The Kenya rift revisited: insights into lithospheric strength through data-driven 3-D gravity and thermal modelling
- 1GFZ German Research Centre for Geosciences, Sections 6.1 & 2.2, Telegrafenberg, 14473 Potsdam, Germany
- 2Institute of Earth and Environmental Science, University of Potsdam, 14476 Potsdam, Germany
- 3Department of Geology, University of Leicester, Leicester, LE1 7RH, UK
- 4New Ventures, Upstream International, Shell International Exploration & Production B.V., 2596 HR, The Hague, the Netherlands
Abstract. We present three-dimensional (3-D) models that describe the present-day thermal and rheological state of the lithosphere of the greater Kenya rift region aiming at a better understanding of the rift evolution, with a particular focus on plume–lithosphere interactions. The key methodology applied is the 3-D integration of diverse geological and geophysical observations using gravity modelling.

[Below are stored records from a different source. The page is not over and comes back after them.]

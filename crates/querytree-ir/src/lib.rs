//! Querytree IR: the canonical tree form of a compiled query.
//!
//! A [`Command`] owns one query's IR graph:
//!
//! - **Nodes** pair an [`Op`] with ordered children. Scalar ops compute a
//!   typed value, relational ops produce rows, ancillary ops (`VarDef`,
//!   `VarDefList`) define computed columns.
//! - **Vars** name columns flowing through the tree. Parameters, table
//!   columns, computed values and set-op outputs share one id space.
//! - **VarVecs** are sets of vars, checked out of a per-command pool.
//! - **Tables** are instances of a shape ([`TableMd`]) whose column vars are
//!   created lazily as they get referenced.
//!
//! Everything is created through the Command, which keeps ids dense and
//! result types consistent. Metadata comes from `querytree-md`.

pub mod builders;
pub mod command;
pub mod config;
pub mod dump;
pub mod error;
pub mod factory;
pub mod node;
pub mod node_info;
pub mod ops;
pub mod rel_property;
pub mod table;
pub mod var;
pub mod var_vec;

pub use command::{Command, CommandPoolStats};
pub use config::CommandConfig;
pub use dump::dump;
pub use error::{IrError, Result};
pub use node::{Node, NodeId};
pub use node_info::{KeyVec, NodeInfo};
pub use ops::{
    ArithmeticKind, Arity, ComparisonKind, ConditionalKind, ConstantValue, Op, OpCategory, OpType,
    SetOpBody, SortKey,
};
pub use rel_property::RelProperty;
pub use table::{ColumnMd, Table, TableId, TableMd};
pub use var::{Var, VarData, VarKind, VarList, VarMap, VarType};
pub use var_vec::{PoolStats, VarVec, VarVecEnumerator};
//! Tree nodes.
//!
//! Nodes live in the Command's arena and are addressed by [`NodeId`]. The id
//! is the arena slot, assigned once at creation; rewriting a node's children
//! (or even its op) never moves it.

use serde::{Deserialize, Serialize};

use crate::ops::Op;

#[derive(Debug, Clone, Copy, PartialEq, Eq, Hash, PartialOrd, Ord, Serialize, Deserialize)]
#[repr(transparent)]
pub struct NodeId(u32);

impl NodeId {
    pub(crate) const fn new(raw: u32) -> Self {
        Self(raw)
    }

    pub const fn raw(self) -> u32 {
        self.0
    }

    pub(crate) fn index(self) -> usize {
        self.0 as usize
    }
}

impl std::fmt::Display for NodeId {
    fn fmt(&self, f: &mut std::fmt::Formatter<'_>) -> std::fmt::Result {
        write!(f, "#{}", self.0)
    }
}

#[derive(Debug, Clone)]
pub struct Node {
    id: NodeId,
    op: Op,
    children: Vec<NodeId>,
}

impl Node {
    pub(crate) fn new(id: NodeId, op: Op, children: Vec<NodeId>) -> Self {
        Self { id, op, children }
    }

    pub fn id(&self) -> NodeId {
        self.id
    }

    pub fn op(&self) -> &Op {
        &self.op
    }

    /// Rewrites go through `Command::set_op`, which keeps the command's
    /// bookkeeping in step.
    pub(crate) fn set_op(&mut self, op: Op) {
        self.op = op;
    }

    pub(crate) fn op_mut(&mut self) -> &mut Op {
        &mut self.op
    }

    pub fn children(&self) -> &[NodeId] {
        &self.children
    }

    pub fn children_mut(&mut self) -> &mut Vec<NodeId> {
        &mut self.children
    }

    pub fn child(&self, index: usize) -> NodeId {
        self.children[index]
    }

    pub fn child_count(&self) -> usize {
        self.children.len()
    }
}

Accordingly, the resulting lithospheric-scale 3-D density model is consistent with (i) reviewed descriptions of lithological variations in the sedimentary and volcanic cover, (ii) known trends in crust and mantle seismic velocities as revealed by seismic and seismological data and (iii) the observed gravity field. This data-based model is the first to image a 3-D density configuration of the crystalline crust for the entire region of Kenya and northern Tanzania. An upper and a basal crustal layer are differentiated, each composed of several domains of different average densities. We interpret these domains to trace back to the Precambrian terrane amalgamation associated with the East African Orogeny and to magmatic processes during Mesozoic and Cenozoic rifting phases. In combination with seismic velocities, the densities of these crustal domains indicate compositional differences. The derived lithological trends have been used to parameterise steady-state thermal and rheological models. These models indicate that crustal and mantle temperatures decrease from the Kenya rift in the west to eastern Kenya, while the integrated strength of the lithosphere increases. Thereby, the detailed strength configuration appears strongly controlled by the complex inherited crustal structure, which may have been decisive for the onset, localisation and propagation of rifting.